* **WORK TO COMPLETE**
Where in the data below does the word "arguments" appear? Copy each line that holds it.
*****
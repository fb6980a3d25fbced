use crate::error::{Error, Result};
use crate::server::ServerId;
use serde::{Deserialize, Serialize};
use std::collections::HashMap;
use std::fmt;
use std::path::{Path, PathBuf};
use std::str::FromStr;
use std::time::Duration;

/// Family of server software an instance runs.
///
/// The kind decides how the process is launched and whether the artifact
/// can be fetched from the catalog at all.
#[derive(Debug, Clone, Copy, Default, PartialEq, Eq, Hash, Serialize, Deserialize)]
#[serde(rename_all = "lowercase")]
pub enum ServerType {
    /// Vanilla Minecraft server jar
    #[default]
    Minecraft,
    /// Bukkit/Spigot style server jar, installed by hand
    Bukkit,
    /// Any other executable
    Custom,
}

impl ServerType {
    /// Whether the artifact for this kind can be updated from the catalog.
    pub fn supports_update(self) -> bool {
        matches!(self, ServerType::Minecraft)
    }

    /// Whether the artifact is a jar started through a JVM.
    pub fn is_jvm(self) -> bool {
        matches!(self, ServerType::Minecraft | ServerType::Bukkit)
    }

    /// File name prefix used for cached artifacts of this kind.
    pub fn artifact_prefix(self) -> &'static str {
        match self {
            ServerType::Minecraft => "minecraft_server",
            ServerType::Bukkit => "bukkit_server",
            ServerType::Custom => "custom_server",
        }
    }
}

impl fmt::Display for ServerType {
    fn fmt(&self, f: &mut fmt::Formatter<'_>) -> fmt::Result {
        let name = match self {
            ServerType::Minecraft => "minecraft",
            ServerType::Bukkit => "bukkit",
            ServerType::Custom => "custom",
        };
        f.write_str(name)
    }
}

impl FromStr for ServerType {
    type Err = ();

    fn from_str(s: &str) -> std::result::Result<Self, Self::Err> {
        match s.to_ascii_lowercase().as_str() {
            "minecraft" => Ok(ServerType::Minecraft),
            "bukkit" => Ok(ServerType::Bukkit),
            "custom" => Ok(ServerType::Custom),
            _ => Err(()),
        }
    }
}

fn default_executable() -> String {
    "java".to_string()
}

fn default_min_memory() -> u32 {
    512
}

fn default_max_memory() -> u32 {
    1024
}

fn default_stop_timeout() -> u64 {
    30
}

/// Settings record for one server instance.
///
/// `server_id` and `display_name` identify the instance and are never changed
/// by [`ServerProperties::apply_patch`]. Every other field is a named setting
/// (see [`crate::config::Setting`]).
///
/// # Examples
///
/// ```
/// use fleet_runner::config::{ServerProperties, ServerType};
///
/// let mut props = ServerProperties::new("Alpha", "server.jar");
/// props.jar_entry_name = Some("1.20.1".to_string());
/// assert_eq!(props.server_type, ServerType::Minecraft);
/// ```
#[derive(Debug, Clone, PartialEq, Eq, Serialize, Deserialize)]
#[serde(rename_all = "camelCase")]
pub struct ServerProperties {
    /// Immutable identifier, also names the server's root directory.
    pub server_id: ServerId,

    /// Human readable name, unique across the fleet ignoring case.
    pub display_name: String,

    /// File name of the artifact inside the root directory.
    pub jar_file: String,

    /// Logical catalog version the artifact is updated from.
    #[serde(default)]
    pub jar_entry_name: Option<String>,

    #[serde(rename = "type", default)]
    pub server_type: ServerType,

    /// Program used to launch the server. For jar servers this is the JVM.
    #[serde(default = "default_executable")]
    pub executable: String,

    /// Initial heap in MiB.
    #[serde(default = "default_min_memory")]
    pub min_memory: u32,

    /// Maximum heap in MiB.
    #[serde(default = "default_max_memory")]
    pub max_memory: u32,

    #[serde(default)]
    pub port: Option<u16>,

    /// Start this server when the fleet boots.
    #[serde(default)]
    pub auto_start: bool,

    /// Seconds a console `stop` may take before the process is killed.
    #[serde(default = "default_stop_timeout")]
    pub stop_timeout: u64,

    /// Extra arguments appended to the launch command.
    #[serde(default)]
    pub arguments: Vec<String>,
}

impl ServerProperties {
    /// Create properties for a new server with a fresh identifier and defaults.
    pub fn new(display_name: impl Into<String>, jar_file: impl Into<String>) -> Self {
        Self {
            server_id: ServerId::new(),
            display_name: display_name.into(),
            jar_file: jar_file.into(),
            jar_entry_name: None,
            server_type: ServerType::default(),
            executable: default_executable(),
            min_memory: default_min_memory(),
            max_memory: default_max_memory(),
            port: None,
            auto_start: false,
            stop_timeout: default_stop_timeout(),
            arguments: Vec::new(),
        }
    }

    /// Build the command that launches this server inside `root`.
    pub fn launch_spec(&self, root: &Path) -> LaunchSpec {
        let mut args = Vec::new();
        if self.server_type.is_jvm() {
            args.push(format!("-Xms{}M", self.min_memory));
            args.push(format!("-Xmx{}M", self.max_memory));
            args.push("-jar".to_string());
            args.push(self.jar_file.clone());
            args.push("nogui".to_string());
            if let Some(port) = self.port {
                args.push("--port".to_string());
                args.push(port.to_string());
            }
        } else {
            args.push(self.jar_file.clone());
        }
        args.extend(self.arguments.iter().cloned());

        // jar servers read console commands from stdin
        let stop_command = self.server_type.is_jvm().then(|| "stop".to_string());

        LaunchSpec {
            command: self.executable.clone(),
            args,
            env: HashMap::new(),
            working_dir: root.to_path_buf(),
            stop_command,
            stop_timeout: Duration::from_secs(self.stop_timeout),
        }
    }
}

/// How to spawn a server process.
///
/// # Examples
///
/// ```
/// use fleet_runner::config::LaunchSpec;
/// use std::collections::HashMap;
/// use std::time::Duration;
///
/// let spec = LaunchSpec {
///     command: "java".to_string(),
///     args: vec!["-jar".to_string(), "server.jar".to_string()],
///     env: HashMap::new(),
///     working_dir: "/srv/alpha".into(),
///     stop_command: Some("stop".to_string()),
///     stop_timeout: Duration::from_secs(30),
/// };
/// ```
#[derive(Debug, Clone, PartialEq, Eq)]
pub struct LaunchSpec {
    /// Program to execute. Relative paths resolve against `PATH`.
    pub command: String,

    /// Command-line arguments.
    pub args: Vec<String>,

    /// Environment variables added to the inherited environment.
    pub env: HashMap<String, String>,

    /// Directory the process runs in.
    pub working_dir: PathBuf,

    /// Line written to stdin to ask the process to shut down.
    ///
    /// `None` means the process is killed straight away on stop.
    pub stop_command: Option<String>,

    /// How long to wait for a requested shutdown before killing.
    pub stop_timeout: Duration,
}

/// Top level configuration for a fleet.
///
/// # JSON Schema
///
/// ```json
/// {
///   "serverDirectory": "/srv/servers",
///   "artifactCache": "/srv/jars",
///   "settingsDirectory": "/srv/settings",
///   "servers": [
///     {
///       "serverId": "5f0c7c4e-8d0b-4a53-9a4e-2f7c1d1f0b6a",
///       "displayName": "Alpha",
///       "jarFile": "server.jar",
///       "jarEntryName": "1.20.1",
///       "type": "minecraft"
///     }
///   ]
/// }
/// ```
#[derive(Debug, Clone, Serialize, Deserialize)]
#[serde(rename_all = "camelCase")]
pub struct FleetConfig {
    /// Parent of every server root directory (`<serverDirectory>/<serverId>`).
    pub server_directory: PathBuf,

    /// Shared cache of downloaded artifacts.
    pub artifact_cache: PathBuf,

    /// Where per-server settings are persisted. Defaults to `<serverDirectory>/settings`.
    #[serde(default)]
    pub settings_directory: Option<PathBuf>,

    #[serde(default)]
    pub servers: Vec<ServerProperties>,
}

impl FleetConfig {
    /// Loads a configuration from a file path.
    ///
    /// # Errors
    ///
    /// Returns `Error::ConfigParse` if the file cannot be read or is not a
    /// valid fleet configuration.
    pub fn from_file(path: impl AsRef<Path>) -> Result<Self> {
        let content = std::fs::read_to_string(path)
            .map_err(|e| Error::ConfigParse(format!("Failed to read config file: {}", e)))?;

        Self::parse_from_str(&content)
    }

    /// Parses a configuration from a JSON string.
    pub fn parse_from_str(content: &str) -> Result<Self> {
        serde_json::from_str(content)
            .map_err(|e| Error::ConfigParse(format!("Failed to parse JSON config: {}", e)))
    }

    /// Directory holding persisted server settings.
    pub fn settings_directory(&self) -> PathBuf {
        self.settings_directory
            .clone()
            .unwrap_or_else(|| self.server_directory.join("settings"))
    }
}

#[cfg(test)]
mod tests {
    use super::*;

    #[test]
    fn test_parse_fleet_config() {
        let config_str = r#"{
            "serverDirectory": "/srv/servers",
            "artifactCache": "/srv/jars",
            "servers": [
                {
                    "serverId": "5f0c7c4e-8d0b-4a53-9a4e-2f7c1d1f0b6a",
                    "displayName": "Alpha",
                    "jarFile": "server.jar",
                    "jarEntryName": "1.20.1"
                }
            ]
        }"#;

        let config = FleetConfig::parse_from_str(config_str).unwrap();

        assert_eq!(config.servers.len(), 1);
        assert_eq!(config.settings_directory(), PathBuf::from("/srv/servers/settings"));

        let alpha = &config.servers[0];
        assert_eq!(alpha.display_name, "Alpha");
        assert_eq!(alpha.server_type, ServerType::Minecraft);
        assert_eq!(alpha.executable, "java");
        assert_eq!(alpha.jar_entry_name.as_deref(), Some("1.20.1"));
    }

    #[test]
    fn test_launch_spec_for_jar_server() {
        let mut props = ServerProperties::new("Alpha", "server.jar");
        props.port = Some(25570);
        let spec = props.launch_spec(Path::new("/srv/alpha"));

        assert_eq!(spec.command, "java");
        assert_eq!(
            spec.args,
            vec!["-Xms512M", "-Xmx1024M", "-jar", "server.jar", "nogui", "--port", "25570"]
        );
        assert_eq!(spec.working_dir, PathBuf::from("/srv/alpha"));
        assert_eq!(spec.stop_command.as_deref(), Some("stop"));
        assert_eq!(spec.stop_timeout, Duration::from_secs(30));
    }

    #[test]
    fn test_launch_spec_for_custom_server() {
        let mut props = ServerProperties::new("Beta", "run.sh");
        props.server_type = ServerType::Custom;
        props.executable = "sh".to_string();
        props.arguments = vec!["--verbose".to_string()];

        let spec = props.launch_spec(Path::new("/srv/beta"));
        assert_eq!(spec.command, "sh");
        assert_eq!(spec.args, vec!["run.sh", "--verbose"]);
        assert_eq!(spec.stop_command, None);
    }

    #[test]
    fn test_server_type_from_str() {
        assert_eq!("Minecraft".parse::<ServerType>(), Ok(ServerType::Minecraft));
        assert_eq!("CUSTOM".parse::<ServerType>(), Ok(ServerType::Custom));
        assert!("forge".parse::<ServerType>().is_err());
        assert!(ServerType::Minecraft.supports_update());
        assert!(!ServerType::Bukkit.supports_update());
    }
}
*****
* **SOLUTION FOR THIS PROBLEM**
    /// Extra arguments appended to the launch command.
    pub arguments: Vec<String>,
            arguments: Vec::new(),
        args.extend(self.arguments.iter().cloned());
    /// Command-line arguments.
        props.arguments = vec!["--verbose".to_string()];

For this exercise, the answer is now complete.